Hi. I have to iPhone devices, one is iPhone 4 and second is iPhone 5.
On iPhone 4, it stuck on the "mute option". If I am trying to turn off the mute mode with switch, it doesn't work...
On iPhone 5, I can turn on and off mute mode, but when it's on mute mode, the switch Is very sensitive...
I want to fix this by my self, I have the tools for that. But I don't know what part to order... Order the switch it self or the flex cable.

Thank you.


----------



## MartyF81 (Jan 23, 2013)

On the 4, it is unlikely to be the switch and is probably the cable. The cable is about $20, and the switch is only $5. I would get both and replace them both considering you have to remove the switch to do the cable anyway. It is a difficult job to replace the cable, so you don't want to take this thing apart twice if you are wrong. It will be impossible to "Guess" anyway you would need to take it apart to "test" anything and even then it would be hard to test the cable.

As far as the 5 goes. That thing is still under warranty. Apple will fix it for you for free. I don't even know if the parts are available for that thing yet, but my "diagnosis" would be the same for that. The switch would be cheap and unlikely the problem, but while doing the cable you might as well replace the switch to be safe.
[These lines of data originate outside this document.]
//! Integrity auditor trait.

use async_trait::async_trait;

use super::model::IntegrityResult;

/// Audits and repairs the trade ledger. Every operation reports its outcome
/// in its return value and never fails.
#[async_trait]
pub trait IntegrityServiceTrait: Send + Sync {
    /// Runs the connectivity probe, corruption scan, consistency scan and
    /// scale advisories.
    fn check_integrity(&self) -> IntegrityResult;

    /// Returns true when a trivial round trip to the store succeeds.
    fn validate_database_connection(&self) -> bool;

    /// Corruption issue lines only, one per violated invariant.
    fn check_for_corrupted_data(&self) -> Vec<String>;

    /// Truncates over-long symbols and clamps future trade dates to today.
    /// Returns true when the repairs were persisted, or nothing needed repair.
    async fn repair_data_corruption(&self) -> bool;
}
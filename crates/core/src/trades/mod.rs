//! Trades module - the ledger's record type, validation, and mutation coordination.

mod retry;
mod trades_errors;
mod trades_model;
mod trades_service;
mod trades_traits;
mod trades_validator;

#[cfg(test)]
pub(crate) mod test_support;




pub use retry::{is_transient_failure, RetryPolicy, TRANSIENT_MARKERS};
pub use trades_errors::TradeError;
pub use trades_model::{
    is_valid_symbol_format, MutationResult, NewTrade, Trade, TradeInsert, TradeType,
    ValidationResult,
};
pub use trades_service::TradeService;
pub use trades_traits::{TradeRepositoryTrait, TradeServiceTrait, TradeValidatorTrait};
pub use trades_validator::{validate_trade_fields, TradeValidator};
//! Portfolio module - holdings derived by replaying the trade ledger.

pub mod holdings;

pub use holdings::*;
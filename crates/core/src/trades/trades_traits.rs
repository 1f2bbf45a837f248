use async_trait::async_trait;
use chrono::NaiveDate;

use super::trades_model::{MutationResult, NewTrade, Trade, TradeInsert, ValidationResult};
use crate::Result;

/// Trait defining the contract for the Ledger Store.
///
/// Every scan returns trades in canonical replay order
/// (`trade_date`, `created_at`, `id` ascending). Symbol filters are
/// case-insensitive.
#[async_trait]
pub trait TradeRepositoryTrait: Send + Sync {
    fn get_trade(&self, trade_id: i32) -> Result<Option<Trade>>;
    fn get_trades(&self) -> Result<Vec<Trade>>;
    fn get_trades_by_symbol(&self, symbol: &str) -> Result<Vec<Trade>>;

    /// Trades with `trade_date <= as_of`, optionally restricted to one symbol.
    fn get_trades_up_to(&self, as_of: NaiveDate, symbol: Option<&str>) -> Result<Vec<Trade>>;

    fn count_trades(&self) -> Result<i64>;

    /// Number of trades with `trade_date < cutoff`.
    fn count_trades_before(&self, cutoff: NaiveDate) -> Result<i64>;

    /// Number of `(symbol, trade_date, quantity, price, trade_type)` groups
    /// that occur more than once.
    fn count_duplicate_groups(&self) -> Result<i64>;

    /// Cheap round trip to the store, used as a connectivity probe.
    fn ping(&self) -> Result<()>;

    async fn create_trade(&self, trade: TradeInsert) -> Result<Trade>;
    async fn create_trades(&self, trades: Vec<TradeInsert>) -> Result<usize>;

    /// Deletes `trade_id` and inserts `trade` in one transaction.
    async fn replace_trade(&self, trade_id: i32, trade: TradeInsert) -> Result<Trade>;

    async fn delete_trade(&self, trade_id: i32) -> Result<Trade>;

    /// Overwrites the given records in place in one transaction. Returns the row count.
    async fn update_trades(&self, trades: Vec<Trade>) -> Result<usize>;

    async fn delete_all_trades(&self) -> Result<usize>;
}

/// Decides whether a candidate trade may be appended to the ledger.
pub trait TradeValidatorTrait: Send + Sync {
    fn validate_trade(&self, trade: &NewTrade) -> ValidationResult;
}

/// Inbound trade operations. Mutations report a success flag and never
/// surface storage errors to the caller.
#[async_trait]
pub trait TradeServiceTrait: Send + Sync {
    fn get_trade(&self, trade_id: i32) -> Option<Trade>;
    fn get_all_trades(&self) -> Vec<Trade>;
    fn get_trades_by_symbol(&self, symbol: &str) -> Vec<Trade>;
    fn get_trades_up_to(&self, as_of: NaiveDate) -> Vec<Trade>;
    fn validate_trade(&self, trade: &NewTrade) -> ValidationResult;
    async fn add_trade(&self, trade: NewTrade) -> bool;

    /// Like `add_trade`, but returns the verdict the insert was decided on.
    /// `validation` is `None` when storage failed.
    async fn submit_trade(&self, trade: NewTrade) -> MutationResult;

    async fn replace_trade(&self, trade_id: i32, trade: NewTrade) -> bool;

    /// Like `replace_trade`, but returns the verdict the replacement was decided on.
    /// `validation` is `None` when the record is missing or storage failed.
    async fn submit_replacement(&self, trade_id: i32, trade: NewTrade) -> MutationResult;

    async fn delete_trade(&self, trade_id: i32) -> bool;
}
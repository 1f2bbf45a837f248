//! In-memory ledger shared by the core unit tests.

use async_trait::async_trait;
use chrono::{NaiveDate, NaiveDateTime};
use rust_decimal::Decimal;
use std::collections::{HashMap, VecDeque};
use std::sync::{Arc, Mutex};

use super::trades_model::{Trade, TradeInsert, TradeType};
use super::trades_traits::TradeRepositoryTrait;
use crate::errors::{DatabaseError, Error, Result};

pub(crate) fn date(y: i32, m: u32, d: u32) -> NaiveDate {
    NaiveDate::from_ymd_opt(y, m, d).unwrap()
}

pub(crate) fn stamp(y: i32, m: u32, d: u32, h: u32, min: u32) -> NaiveDateTime {
    date(y, m, d).and_hms_opt(h, min, 0).unwrap()
}

/// Builds a persisted trade stamped at midday of its trade date.
pub(crate) fn trade(
    id: i32,
    symbol: &str,
    trade_type: TradeType,
    quantity: Decimal,
    price: Decimal,
    trade_date: NaiveDate,
) -> Trade {
    Trade {
        id,
        symbol: symbol.to_string(),
        quantity,
        price,
        trade_type,
        trade_date,
        created_at: trade_date.and_hms_opt(12, 0, 0).unwrap(),
    }
}

/// A query that fails once its first `successes` calls have gone through.
struct QueryFailure {
    successes: usize,
    message: String,
}

#[derive(Clone, Default)]
pub(crate) struct MockTradeRepository {
    trades: Arc<Mutex<Vec<Trade>>>,
    next_id: Arc<Mutex<i32>>,
    fail_reads: Arc<Mutex<Option<String>>>,
    query_failures: Arc<Mutex<HashMap<&'static str, QueryFailure>>>,
    write_failures: Arc<Mutex<VecDeque<DatabaseError>>>,
    write_calls: Arc<Mutex<usize>>,
    insert_stamps: Arc<Mutex<Vec<NaiveDateTime>>>,
}

impl MockTradeRepository {
    pub(crate) fn new() -> Self {
        Self::default()
    }

    pub(crate) fn with_trades(trades: Vec<Trade>) -> Self {
        let repo = Self::new();
        for trade in trades {
            repo.push(trade);
        }
        repo
    }

    /// Stores a trade as-is, bypassing validation.
    pub(crate) fn push(&self, trade: Trade) {
        let mut next_id = self.next_id.lock().unwrap();
        *next_id = (*next_id).max(trade.id);
        self.trades.lock().unwrap().push(trade);
    }

    /// Makes every read fail with a connection error until cleared.
    pub(crate) fn fail_reads(&self, message: &str) {
        *self.fail_reads.lock().unwrap() = Some(message.to_string());
    }

    /// Makes every call of one read method fail with a query error.
    pub(crate) fn fail_query(&self, method: &'static str, message: &str) {
        self.fail_query_after(method, 0, message);
    }

    /// Lets the first `successes` calls of `method` through, then fails the rest.
    pub(crate) fn fail_query_after(&self, method: &'static str, successes: usize, message: &str) {
        self.query_failures.lock().unwrap().insert(
            method,
            QueryFailure {
                successes,
                message: message.to_string(),
            },
        );
    }

    /// Queues errors returned by the next write calls, one per call.
    pub(crate) fn fail_next_writes(&self, errors: Vec<DatabaseError>) {
        self.write_failures.lock().unwrap().extend(errors);
    }

    pub(crate) fn write_calls(&self) -> usize {
        *self.write_calls.lock().unwrap()
    }

    /// `created_at` of every `create_trade` call, including failed ones.
    pub(crate) fn insert_stamps(&self) -> Vec<NaiveDateTime> {
        self.insert_stamps.lock().unwrap().clone()
    }

    pub(crate) fn snapshot(&self) -> Vec<Trade> {
        let mut trades = self.trades.lock().unwrap().clone();
        trades.sort_by(|a, b| a.replay_cmp(b));
        trades
    }

    fn check_read(&self, method: &'static str) -> Result<()> {
        if let Some(message) = self.fail_reads.lock().unwrap().as_ref() {
            return Err(Error::Database(DatabaseError::ConnectionFailed(
                message.clone(),
            )));
        }
        match self.query_failures.lock().unwrap().get_mut(method) {
            Some(failure) if failure.successes > 0 => {
                failure.successes -= 1;
                Ok(())
            }
            Some(failure) => Err(Error::Database(DatabaseError::QueryFailed(
                failure.message.clone(),
            ))),
            None => Ok(()),
        }
    }

    fn begin_write(&self) -> Result<()> {
        *self.write_calls.lock().unwrap() += 1;
        match self.write_failures.lock().unwrap().pop_front() {
            Some(err) => Err(Error::Database(err)),
            None => Ok(()),
        }
    }

    fn insert(&self, trade: TradeInsert) -> Trade {
        let mut next_id = self.next_id.lock().unwrap();
        *next_id += 1;
        let stored = Trade {
            id: *next_id,
            symbol: trade.symbol,
            quantity: trade.quantity,
            price: trade.price,
            trade_type: trade.trade_type,
            trade_date: trade.trade_date,
            created_at: trade.created_at,
        };
        self.trades.lock().unwrap().push(stored.clone());
        stored
    }

    fn remove(&self, trade_id: i32) -> Result<Trade> {
        let mut trades = self.trades.lock().unwrap();
        let idx = trades
            .iter()
            .position(|t| t.id == trade_id)
            .ok_or_else(|| Error::Database(DatabaseError::NotFound(trade_id.to_string())))?;
        Ok(trades.remove(idx))
    }
}

#[async_trait]
impl TradeRepositoryTrait for MockTradeRepository {
    fn get_trade(&self, trade_id: i32) -> Result<Option<Trade>> {
        self.check_read("get_trade")?;
        Ok(self
            .trades
            .lock()
            .unwrap()
            .iter()
            .find(|t| t.id == trade_id)
            .cloned())
    }

    fn get_trades(&self) -> Result<Vec<Trade>> {
        self.check_read("get_trades")?;
        Ok(self.snapshot())
    }

    fn get_trades_by_symbol(&self, symbol: &str) -> Result<Vec<Trade>> {
        self.check_read("get_trades_by_symbol")?;
        Ok(self
            .snapshot()
            .into_iter()
            .filter(|t| t.matches_symbol(symbol))
            .collect())
    }

    fn get_trades_up_to(&self, as_of: NaiveDate, symbol: Option<&str>) -> Result<Vec<Trade>> {
        self.check_read("get_trades_up_to")?;
        Ok(self
            .snapshot()
            .into_iter()
            .filter(|t| t.trade_date <= as_of)
            .filter(|t| symbol.map_or(true, |s| t.matches_symbol(s)))
            .collect())
    }

    fn count_trades(&self) -> Result<i64> {
        self.check_read("count_trades")?;
        Ok(self.trades.lock().unwrap().len() as i64)
    }

    fn count_trades_before(&self, cutoff: NaiveDate) -> Result<i64> {
        self.check_read("count_trades_before")?;
        Ok(self
            .trades
            .lock()
            .unwrap()
            .iter()
            .filter(|t| t.trade_date < cutoff)
            .count() as i64)
    }

    fn count_duplicate_groups(&self) -> Result<i64> {
        self.check_read("count_duplicate_groups")?;
        let mut groups: HashMap<(String, NaiveDate, Decimal, Decimal, TradeType), usize> =
            HashMap::new();
        for t in self.trades.lock().unwrap().iter() {
            *groups
                .entry((
                    t.symbol.clone(),
                    t.trade_date,
                    t.quantity.normalize(),
                    t.price.normalize(),
                    t.trade_type,
                ))
                .or_default() += 1;
        }
        Ok(groups.values().filter(|count| **count > 1).count() as i64)
    }

    fn ping(&self) -> Result<()> {
        self.check_read("ping")
    }

    async fn create_trade(&self, trade: TradeInsert) -> Result<Trade> {
        self.insert_stamps.lock().unwrap().push(trade.created_at);
        self.begin_write()?;
        Ok(self.insert(trade))
    }

    async fn create_trades(&self, trades: Vec<TradeInsert>) -> Result<usize> {
        self.begin_write()?;
        let count = trades.len();
        for trade in trades {
            self.insert(trade);
        }
        Ok(count)
    }

    async fn replace_trade(&self, trade_id: i32, trade: TradeInsert) -> Result<Trade> {
        self.begin_write()?;
        self.remove(trade_id)?;
        Ok(self.insert(trade))
    }

    async fn delete_trade(&self, trade_id: i32) -> Result<Trade> {
        self.begin_write()?;
        self.remove(trade_id)
    }

    async fn update_trades(&self, updates: Vec<Trade>) -> Result<usize> {
        self.begin_write()?;
        let mut trades = self.trades.lock().unwrap();
        let mut updated = 0;
        for update in updates {
            if let Some(existing) = trades.iter_mut().find(|t| t.id == update.id) {
                *existing = update;
                updated += 1;
            }
        }
        Ok(updated)
    }

    async fn delete_all_trades(&self) -> Result<usize> {
        self.begin_write()?;
        let mut trades = self.trades.lock().unwrap();
        let count = trades.len();
        trades.clear();
        Ok(count)
    }
}
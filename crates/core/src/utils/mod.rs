pub mod format_utils;
pub mod time_utils;
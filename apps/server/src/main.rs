use tradebook_server::{
    api::app_router, build_state, config::Config, init_tracing, run_startup_routine,
};

#[tokio::main]
async fn main() -> anyhow::Result<()> {
    let config = Config::from_env();
    init_tracing();
    let state = build_state(&config).await?;

    let report = run_startup_routine(&state, &config).await;
    tracing::info!(
        "Startup complete: healthy={}, repaired={}, seeded={}",
        report.integrity.is_healthy,
        report.repaired,
        report.seeded
    );

    let router = app_router(state, &config);
    tracing::info!("Listening on {}", config.listen_addr);
    let listener = tokio::net::TcpListener::bind(config.listen_addr).await?;
    axum::serve(listener, router).await?;
    Ok(())
}
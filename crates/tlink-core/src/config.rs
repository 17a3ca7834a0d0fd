//! tlink Configuration Management
//!
//! Handles configuration from environment variables and TOML files
//! with defaults that reproduce the reference training behavior.

use serde::{Deserialize, Serialize};
use std::path::PathBuf;

/// Main pipeline configuration
#[derive(Debug, Clone, Default, PartialEq, Serialize, Deserialize)]
#[serde(default)]
pub struct PipelineConfig {
    /// Class-imbalance sampling
    pub sampler: SamplerConfig,

    /// Relation classification
    pub relations: RelationConfig,

    /// Span tagging
    pub tagging: TaggingConfig,

    /// Logging configuration
    pub logging: LoggingConfig,
}

impl PipelineConfig {
    /// Load configuration from environment variables
    pub fn from_env() -> Result<Self, ConfigError> {
        let mut config = Self::default();
        config.apply_env()?;
        config.validate()?;
        Ok(config)
    }

    /// Load from a TOML file
    pub fn from_file(path: impl Into<PathBuf>) -> Result<Self, ConfigError> {
        let path = path.into();
        let content = std::fs::read_to_string(&path).map_err(|e| ConfigError::FileReadError {
            path: path.clone(),
            source: e,
        })?;

        let config: Self = toml::from_str(&content).map_err(|e| ConfigError::ParseError {
            path,
            message: e.to_string(),
        })?;
        config.validate()?;
        Ok(config)
    }

    /// Apply environment variables on top of this configuration (env takes precedence)
    pub fn with_env_override(mut self) -> Result<Self, ConfigError> {
        self.apply_env()?;
        self.validate()?;
        Ok(self)
    }

    fn apply_env(&mut self) -> Result<(), ConfigError> {
        if let Some(p) = env_parse::<f64>("TLINK_NEGATIVE_RETENTION")? {
            self.sampler.negative_retention = p;
        }
        if let Some(k) = env_parse::<usize>("TLINK_SMOTE_NEIGHBORS")? {
            self.sampler.smote_neighbors = k;
        }
        if let Some(seed) = env_parse::<u64>("TLINK_SEED")? {
            self.sampler.seed = seed;
        }
        if let Ok(label) = std::env::var("TLINK_NO_RELATION_LABEL") {
            self.relations.no_relation_label = label;
        }
        if let Ok(level) = std::env::var("LOG_LEVEL") {
            self.logging.level = level;
        }
        Ok(())
    }

    /// Check value ranges
    pub fn validate(&self) -> Result<(), ConfigError> {
        let p = self.sampler.negative_retention;
        if !(0.0..=1.0).contains(&p) {
            return Err(ConfigError::InvalidValue {
                key: "sampler.negative_retention".to_string(),
                value: p.to_string(),
            });
        }
        if self.relations.no_relation_label.is_empty() {
            return Err(ConfigError::MissingRequired(
                "relations.no_relation_label".to_string(),
            ));
        }
        if self.relations.inversion_marker.is_empty() {
            return Err(ConfigError::MissingRequired(
                "relations.inversion_marker".to_string(),
            ));
        }
        if self.tagging.out_of_bounds_label.is_empty() {
            return Err(ConfigError::MissingRequired(
                "tagging.out_of_bounds_label".to_string(),
            ));
        }
        Ok(())
    }
}

fn env_parse<T: std::str::FromStr>(key: &str) -> Result<Option<T>, ConfigError> {
    match std::env::var(key) {
        Ok(value) => value
            .trim()
            .parse()
            .map(Some)
            .map_err(|_| ConfigError::InvalidValue {
                key: key.to_string(),
                value,
            }),
        Err(_) => Ok(None),
    }
}

/// Negative retention and minority oversampling
#[derive(Debug, Clone, PartialEq, Serialize, Deserialize)]
#[serde(default)]
pub struct SamplerConfig {
    /// Probability that a negative example is kept for training
    pub negative_retention: f64,

    /// Nearest neighbours used for synthetic oversampling; 0 disables it
    pub smote_neighbors: usize,

    /// Seed for the retention coin and the interpolation draws
    pub seed: u64,
}

impl Default for SamplerConfig {
    fn default() -> Self {
        Self {
            negative_retention: 1.0,
            smote_neighbors: 0,
            seed: 0,
        }
    }
}

/// Relation labelling and category inversion
#[derive(Debug, Clone, PartialEq, Serialize, Deserialize)]
#[serde(default)]
pub struct RelationConfig {
    /// Label meaning "no relation holds"
    pub no_relation_label: String,

    /// Suffix marking a relation that holds with arguments swapped
    pub inversion_marker: String,

    /// Categories that read the same in both directions
    pub symmetric: Vec<String>,

    /// Pairs of categories that are each other's inverse
    pub opposites: Vec<(String, String)>,

    /// Take the argmax of the classifier's score distribution and attach it
    /// as confidence instead of calling plain classify
    pub use_scores: bool,
}

impl Default for RelationConfig {
    fn default() -> Self {
        Self {
            no_relation_label: "-NONE-".to_string(),
            inversion_marker: "-1".to_string(),
            symmetric: vec!["OVERLAP".to_string()],
            opposites: vec![("BEFORE".to_string(), "AFTER".to_string())],
            use_scores: false,
        }
    }
}

/// Order in which a tagger walks the tokens of a sentence
#[derive(Debug, Clone, Copy, Default, PartialEq, Eq, Serialize, Deserialize)]
#[serde(rename_all = "lowercase")]
pub enum Direction {
    #[default]
    Forward,
    Backward,
}

/// Which token score becomes the confidence of a multi-token chunk
#[derive(Debug, Clone, Copy, Default, PartialEq, Eq, Serialize, Deserialize)]
#[serde(rename_all = "lowercase")]
pub enum ConfidencePolicy {
    First,
    #[default]
    Last,
    Mean,
    Min,
}

/// Sequence tagging
#[derive(Debug, Clone, PartialEq, Serialize, Deserialize)]
#[serde(default)]
pub struct TaggingConfig {
    /// Number of preceding outcomes threaded into each token's features
    pub look_back: usize,

    /// Outcome used for positions before the start of the sentence
    pub out_of_bounds_label: String,

    pub direction: Direction,

    pub confidence: ConfidencePolicy,

    /// Emit `B-<tag>` / `I-<tag>` instead of bare `B` / `I`
    pub typed_labels: bool,
}

impl Default for TaggingConfig {
    fn default() -> Self {
        Self {
            look_back: 2,
            out_of_bounds_label: "O".to_string(),
            direction: Direction::Forward,
            confidence: ConfidencePolicy::Last,
            typed_labels: true,
        }
    }
}

/// Logging configuration
#[derive(Debug, Clone, PartialEq, Serialize, Deserialize)]
#[serde(default)]
pub struct LoggingConfig {
    /// Log level (trace, debug, info, warn, error)
    pub level: String,

    /// JSON format for logs
    pub json_format: bool,
}

impl Default for LoggingConfig {
    fn default() -> Self {
        Self {
            level: "info".to_string(),
            json_format: false,
        }
    }
}

/// Configuration errors
#[derive(Debug, thiserror::Error)]
pub enum ConfigError {
    #[error("Failed to read config file {path}: {source}")]
    FileReadError {
        path: PathBuf,
        #[source]
        source: std::io::Error,
    },

    #[error("Failed to parse config file {path}: {message}")]
    ParseError { path: PathBuf, message: String },

    #[error("Invalid value for {key}: {value}")]
    InvalidValue { key: String, value: String },

    #[error("Missing required configuration: {0}")]
    MissingRequired(String),
}

#[cfg(test)]
mod tests {
    use super::*;

    #[test]
    fn test_default_config() {
        let config = PipelineConfig::default();
        assert_eq!(config.sampler.negative_retention, 1.0);
        assert_eq!(config.sampler.smote_neighbors, 0);
        assert_eq!(config.relations.no_relation_label, "-NONE-");
        assert_eq!(config.tagging.look_back, 2);
        assert!(config.validate().is_ok());
    }

    #[test]
    fn test_partial_toml() {
        let config: PipelineConfig = toml::from_str(
            r#"
            [sampler]
            negative_retention = 0.25
            smote_neighbors = 3

            [tagging]
            direction = "backward"
            confidence = "mean"
            "#,
        )
        .unwrap();

        assert_eq!(config.sampler.negative_retention, 0.25);
        assert_eq!(config.sampler.smote_neighbors, 3);
        assert_eq!(config.sampler.seed, 0);
        assert_eq!(config.tagging.direction, Direction::Backward);
        assert_eq!(config.tagging.confidence, ConfidencePolicy::Mean);
        assert_eq!(config.relations.inversion_marker, "-1");
    }

    #[test]
    fn test_opposites_toml() {
        let config: PipelineConfig = toml::from_str(
            r#"
            [relations]
            opposites = [["BEFORE", "AFTER"], ["BEGINS-ON", "ENDS-ON"]]
            "#,
        )
        .unwrap();
        assert_eq!(config.relations.opposites.len(), 2);
        assert_eq!(config.relations.symmetric, vec!["OVERLAP".to_string()]);
    }

    #[test]
    fn test_retention_out_of_range() {
        let mut config = PipelineConfig::default();
        config.sampler.negative_retention = 1.5;
        assert!(matches!(
            config.validate(),
            Err(ConfigError::InvalidValue { .. })
        ));
    }

    #[test]
    fn test_missing_file() {
        let err = PipelineConfig::from_file("/nonexistent/tlink.toml").unwrap_err();
        assert!(matches!(err, ConfigError::FileReadError { .. }));
    }
}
To be clear, the switch is basically "Mechanical" and really isn't going to fail.... unless it cracked or something. So while unlikely that the switch is the problem, for it being so cheap you might as well order it and replace it as well to be safe.


----------



## raven2223 (Apr 15, 2012)

I would take it apart and check continuity in the cable and then you'll have your answer I would say the switch but recently I had a problem with my ps3 L3 button so I took it apart and checked continuity on the button portion of the stick and the continuity was fine but I replaced it with one out of an old radio and when every thing was back together sprint worked again so I don't know y that was but I don't see how a continuity check on a closed circuit cable could be a false positive


----------